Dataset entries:

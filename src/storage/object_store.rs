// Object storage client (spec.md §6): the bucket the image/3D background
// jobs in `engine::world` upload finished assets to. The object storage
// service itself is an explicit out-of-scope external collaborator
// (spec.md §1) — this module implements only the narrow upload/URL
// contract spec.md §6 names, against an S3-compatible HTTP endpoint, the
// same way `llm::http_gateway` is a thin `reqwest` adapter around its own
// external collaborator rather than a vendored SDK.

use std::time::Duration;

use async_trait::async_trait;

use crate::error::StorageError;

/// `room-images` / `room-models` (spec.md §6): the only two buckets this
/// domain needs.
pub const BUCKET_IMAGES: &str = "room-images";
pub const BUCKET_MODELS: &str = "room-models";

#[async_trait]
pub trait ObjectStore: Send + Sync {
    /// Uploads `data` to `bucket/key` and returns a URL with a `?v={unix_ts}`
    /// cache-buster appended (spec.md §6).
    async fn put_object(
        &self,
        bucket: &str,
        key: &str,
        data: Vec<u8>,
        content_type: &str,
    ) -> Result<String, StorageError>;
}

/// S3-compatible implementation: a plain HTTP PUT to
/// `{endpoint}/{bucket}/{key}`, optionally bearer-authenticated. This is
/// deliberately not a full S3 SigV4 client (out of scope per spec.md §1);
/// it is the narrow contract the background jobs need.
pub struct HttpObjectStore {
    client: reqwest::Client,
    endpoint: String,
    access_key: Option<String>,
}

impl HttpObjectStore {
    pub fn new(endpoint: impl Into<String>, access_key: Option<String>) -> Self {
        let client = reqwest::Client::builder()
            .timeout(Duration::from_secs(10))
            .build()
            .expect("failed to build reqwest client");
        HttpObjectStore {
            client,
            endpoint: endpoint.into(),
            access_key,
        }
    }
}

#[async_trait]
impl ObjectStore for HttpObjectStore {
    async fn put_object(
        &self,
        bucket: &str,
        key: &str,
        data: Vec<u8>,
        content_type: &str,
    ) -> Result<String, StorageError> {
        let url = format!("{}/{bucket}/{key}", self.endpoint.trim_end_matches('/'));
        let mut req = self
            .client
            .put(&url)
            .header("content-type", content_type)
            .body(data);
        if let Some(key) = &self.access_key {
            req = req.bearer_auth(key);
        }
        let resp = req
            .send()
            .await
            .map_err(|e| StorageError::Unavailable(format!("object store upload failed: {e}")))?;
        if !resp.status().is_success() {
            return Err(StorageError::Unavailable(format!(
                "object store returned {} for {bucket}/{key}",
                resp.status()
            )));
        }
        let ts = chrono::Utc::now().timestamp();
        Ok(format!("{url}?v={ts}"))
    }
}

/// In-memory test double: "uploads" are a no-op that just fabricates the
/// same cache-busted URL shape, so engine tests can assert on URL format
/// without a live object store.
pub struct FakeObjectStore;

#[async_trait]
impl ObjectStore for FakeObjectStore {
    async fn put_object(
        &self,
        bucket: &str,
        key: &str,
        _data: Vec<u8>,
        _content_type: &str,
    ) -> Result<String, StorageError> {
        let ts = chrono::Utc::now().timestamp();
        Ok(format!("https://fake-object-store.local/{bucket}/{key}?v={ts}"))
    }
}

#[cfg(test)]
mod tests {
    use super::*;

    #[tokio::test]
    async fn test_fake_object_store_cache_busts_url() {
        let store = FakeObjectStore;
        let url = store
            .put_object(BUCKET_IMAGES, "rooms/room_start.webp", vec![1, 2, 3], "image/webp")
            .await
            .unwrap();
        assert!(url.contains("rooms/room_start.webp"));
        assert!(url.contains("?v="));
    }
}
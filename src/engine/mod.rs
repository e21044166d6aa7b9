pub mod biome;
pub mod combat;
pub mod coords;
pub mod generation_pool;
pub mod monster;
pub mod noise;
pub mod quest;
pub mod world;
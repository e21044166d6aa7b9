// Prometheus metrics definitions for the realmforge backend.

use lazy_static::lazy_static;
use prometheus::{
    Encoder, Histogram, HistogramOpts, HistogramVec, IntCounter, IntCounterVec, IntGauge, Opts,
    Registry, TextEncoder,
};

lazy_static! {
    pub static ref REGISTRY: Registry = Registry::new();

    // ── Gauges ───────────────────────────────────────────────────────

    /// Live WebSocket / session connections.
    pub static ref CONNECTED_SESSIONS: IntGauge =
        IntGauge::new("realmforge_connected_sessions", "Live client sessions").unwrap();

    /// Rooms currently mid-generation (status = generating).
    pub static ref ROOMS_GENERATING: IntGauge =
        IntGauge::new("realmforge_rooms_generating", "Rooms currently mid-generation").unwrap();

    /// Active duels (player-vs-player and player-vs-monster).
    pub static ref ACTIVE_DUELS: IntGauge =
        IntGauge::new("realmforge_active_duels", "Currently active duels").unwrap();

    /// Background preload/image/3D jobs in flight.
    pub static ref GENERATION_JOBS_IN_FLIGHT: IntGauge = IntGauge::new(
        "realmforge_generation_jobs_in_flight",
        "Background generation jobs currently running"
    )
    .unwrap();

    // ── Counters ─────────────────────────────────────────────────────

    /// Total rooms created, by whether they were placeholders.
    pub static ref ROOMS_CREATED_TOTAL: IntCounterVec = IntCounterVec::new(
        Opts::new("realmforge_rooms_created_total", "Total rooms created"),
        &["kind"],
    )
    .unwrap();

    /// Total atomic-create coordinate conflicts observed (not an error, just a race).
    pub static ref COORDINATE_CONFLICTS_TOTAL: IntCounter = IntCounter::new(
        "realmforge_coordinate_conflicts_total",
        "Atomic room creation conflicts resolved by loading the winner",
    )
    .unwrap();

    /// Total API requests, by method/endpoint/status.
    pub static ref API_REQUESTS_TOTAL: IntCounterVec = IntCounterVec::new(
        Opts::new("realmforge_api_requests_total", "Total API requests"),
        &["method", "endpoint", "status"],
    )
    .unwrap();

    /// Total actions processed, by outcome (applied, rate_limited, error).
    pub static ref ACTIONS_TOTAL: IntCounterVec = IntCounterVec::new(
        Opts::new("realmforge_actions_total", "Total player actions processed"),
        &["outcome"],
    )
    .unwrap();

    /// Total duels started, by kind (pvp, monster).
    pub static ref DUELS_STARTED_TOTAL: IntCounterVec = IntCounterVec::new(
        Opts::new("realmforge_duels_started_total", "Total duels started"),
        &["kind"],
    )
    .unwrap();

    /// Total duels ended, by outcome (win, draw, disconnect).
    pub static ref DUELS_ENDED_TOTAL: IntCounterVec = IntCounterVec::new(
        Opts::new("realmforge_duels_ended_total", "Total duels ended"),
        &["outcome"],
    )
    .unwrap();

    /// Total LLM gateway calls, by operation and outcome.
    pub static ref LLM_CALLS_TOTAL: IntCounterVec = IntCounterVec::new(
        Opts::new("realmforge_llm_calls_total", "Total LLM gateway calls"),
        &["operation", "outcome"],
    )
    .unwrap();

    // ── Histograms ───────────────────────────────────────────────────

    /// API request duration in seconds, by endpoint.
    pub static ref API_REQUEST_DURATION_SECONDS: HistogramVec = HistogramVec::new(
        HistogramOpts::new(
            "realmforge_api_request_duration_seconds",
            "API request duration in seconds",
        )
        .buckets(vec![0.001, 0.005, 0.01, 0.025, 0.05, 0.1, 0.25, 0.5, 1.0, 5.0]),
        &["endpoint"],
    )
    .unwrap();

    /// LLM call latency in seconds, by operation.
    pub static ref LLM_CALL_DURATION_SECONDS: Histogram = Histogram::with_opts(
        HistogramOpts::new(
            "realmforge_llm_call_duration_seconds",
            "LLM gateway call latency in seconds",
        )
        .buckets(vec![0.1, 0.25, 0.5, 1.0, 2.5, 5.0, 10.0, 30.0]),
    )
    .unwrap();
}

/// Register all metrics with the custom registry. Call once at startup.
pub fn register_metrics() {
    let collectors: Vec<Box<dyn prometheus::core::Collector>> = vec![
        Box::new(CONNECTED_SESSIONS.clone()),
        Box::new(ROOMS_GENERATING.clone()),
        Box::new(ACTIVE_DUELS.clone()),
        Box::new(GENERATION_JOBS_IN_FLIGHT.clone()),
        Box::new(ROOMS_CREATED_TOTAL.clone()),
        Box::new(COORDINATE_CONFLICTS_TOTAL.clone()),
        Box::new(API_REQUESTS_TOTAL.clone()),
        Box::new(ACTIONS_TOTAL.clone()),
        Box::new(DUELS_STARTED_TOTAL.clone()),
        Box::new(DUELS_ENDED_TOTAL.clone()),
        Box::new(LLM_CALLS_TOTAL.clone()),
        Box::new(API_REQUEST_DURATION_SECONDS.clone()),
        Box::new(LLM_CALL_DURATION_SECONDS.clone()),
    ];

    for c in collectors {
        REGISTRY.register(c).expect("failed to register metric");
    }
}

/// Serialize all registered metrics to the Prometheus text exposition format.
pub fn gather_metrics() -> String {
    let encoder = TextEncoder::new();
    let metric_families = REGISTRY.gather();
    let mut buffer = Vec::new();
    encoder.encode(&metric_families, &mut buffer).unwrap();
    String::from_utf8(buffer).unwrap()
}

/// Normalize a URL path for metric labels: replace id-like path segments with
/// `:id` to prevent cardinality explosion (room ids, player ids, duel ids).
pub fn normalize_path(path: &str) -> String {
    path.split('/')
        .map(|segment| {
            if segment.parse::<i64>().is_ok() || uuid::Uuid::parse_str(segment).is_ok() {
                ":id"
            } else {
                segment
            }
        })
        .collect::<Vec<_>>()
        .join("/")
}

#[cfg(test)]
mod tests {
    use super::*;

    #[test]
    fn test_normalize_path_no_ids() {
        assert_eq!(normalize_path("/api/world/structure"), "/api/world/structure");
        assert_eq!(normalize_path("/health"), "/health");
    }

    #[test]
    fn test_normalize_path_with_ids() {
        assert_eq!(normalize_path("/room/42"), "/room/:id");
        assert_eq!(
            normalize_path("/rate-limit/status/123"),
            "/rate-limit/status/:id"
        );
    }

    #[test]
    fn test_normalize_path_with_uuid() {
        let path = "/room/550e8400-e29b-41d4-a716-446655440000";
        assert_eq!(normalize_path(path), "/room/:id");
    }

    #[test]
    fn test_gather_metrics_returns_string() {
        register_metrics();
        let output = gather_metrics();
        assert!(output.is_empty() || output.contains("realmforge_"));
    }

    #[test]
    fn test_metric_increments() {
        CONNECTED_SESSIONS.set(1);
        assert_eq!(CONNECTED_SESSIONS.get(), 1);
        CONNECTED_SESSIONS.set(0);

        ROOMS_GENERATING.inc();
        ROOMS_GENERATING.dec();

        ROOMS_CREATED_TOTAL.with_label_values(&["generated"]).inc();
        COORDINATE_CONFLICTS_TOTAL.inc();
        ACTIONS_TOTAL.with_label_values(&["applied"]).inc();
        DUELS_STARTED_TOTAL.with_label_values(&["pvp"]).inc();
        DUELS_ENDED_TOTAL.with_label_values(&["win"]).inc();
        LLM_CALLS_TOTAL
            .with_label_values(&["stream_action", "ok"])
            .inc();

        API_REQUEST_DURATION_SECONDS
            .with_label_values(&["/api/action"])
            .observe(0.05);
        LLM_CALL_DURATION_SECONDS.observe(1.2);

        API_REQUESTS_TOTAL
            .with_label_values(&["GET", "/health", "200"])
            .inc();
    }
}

#### TASK OBJECTIVE
When a line of the data holds the string "const", pick it out and copy it.

#### SOLUTION TO THE PROBLEM
pub const BUCKET_IMAGES: &str = "room-images";
pub const BUCKET_MODELS: &str = "room-models";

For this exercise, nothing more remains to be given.